To solve both of these problems; I'd allocate memory for the buffer (e.g. maybe using the int 0x21, ah = 0x48
DOS function) and have a special buffer segment. In this case blitting the buffer to video memory might look like:
push es
push ds
mov ax,VIDEO_MEMORY_SEGMENT
mov bx,[bufferSegment]
mov es,ax
mov ds,bx
mov cx,320*200/2
cld
xor si,si ;ds:si = bufferSegment:0 = address of buffer
xor di,di ;es:di = VIDEO_MEMORY_SEGMENT:0 = address of video memory
rep movsw
pop ds
pop es
ret
Note 1: It'd be better/faster to use mov cx,320*200/4
and rep movsd
to copy 4 bytes at a time, but this would require a 32-bit CPU (won't work for 80286 or later). If supported by CPU, 32-bit instructions work fine in 16-bit code (it's just an operand size prefix to change the default size and you do not need to switch use protected mode).
Note 2: The cld
(set clear the "direction flag") may be unnecessary.
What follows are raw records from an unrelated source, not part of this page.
/// Characters stripped from a CNPJ before comparison.
const CNPJ_PUNCTUATION: [char; 3] = ['.', '/', '-'];

/// Strip `.`, `/` and `-` from a CNPJ. Absent input yields an empty string.
///
/// Only punctuation is removed; anything else (letters, spaces) is kept as-is,
/// so a malformed ID still compares unequal to a clean one.
pub fn normalize_cnpj(cnpj: Option<&str>) -> String {
    match cnpj {
        Some(s) => s.chars().filter(|c| !CNPJ_PUNCTUATION.contains(c)).collect(),
        None => String::new(),
    }
}

#[cfg(test)]
mod tests {
    use super::*;
    use proptest::prelude::*;

    #[test]
    fn strips_formatting() {
        assert_eq!(normalize_cnpj(Some("12.345.678/0001-99")), "12345678000199");
        assert_eq!(normalize_cnpj(Some("12345678000199")), "12345678000199");
    }

    #[test]
    fn absent_and_empty() {
        assert_eq!(normalize_cnpj(None), "");
        assert_eq!(normalize_cnpj(Some("")), "");
        assert_eq!(normalize_cnpj(Some("./-")), "");
    }

    #[test]
    fn keeps_other_characters() {
        assert_eq!(normalize_cnpj(Some(" 12.3a ")), " 123a ");
    }

    proptest! {
        #[test]
        fn removes_exactly_punctuation(s in "[0-9./-]{0,32}") {
            let out = normalize_cnpj(Some(&s));
            let digits: String = s.chars().filter(|c| c.is_ascii_digit()).collect();
            prop_assert_eq!(out, digits);
        }

        #[test]
        fn idempotent(s in "\\PC{0,32}") {
            let once = normalize_cnpj(Some(&s));
            let twice = normalize_cnpj(Some(&once));
            prop_assert_eq!(once, twice);
        }
    }
}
Typically you clear the direction flag once at the start of your program (or rely on the flag being "guaranteed clear by OS at program start") so that you don't need to make sure it's clear every time you use a string instruction (e.g. like rep movsw
).
For writing to the buffer, all your code would remain the same except that you'd set es
to buffer_segment
instead of setting es
to VIDEO_MEMORY_SEGMENT
.
Note 3: Rather than loading es
with the same value in multiple places (in clearScreen
, in the middle of a loop in drawSprite
(!), etc) it'd be better to set es
once during program initialization and save/restore it when you need to use es
for something else (in the blitting function); so that you can avoid the (relatively expensive) segment register loads (e.g. mov es,bx
) in all of the drawing code.
Also; if you do end up wanting a background image (generated from level/map data, or...) you could use a third "background buffer". This would be mostly the same - allocate another 64000 bytes for the background (and have a background_segment
), then draw the background into the buffer once (when you load the level or general the map or ..); then copy the "already drawn" background data from the background buffer to the main buffer instead of clearing the buffer, and draw your sprites on it, and then blit the buffer to video.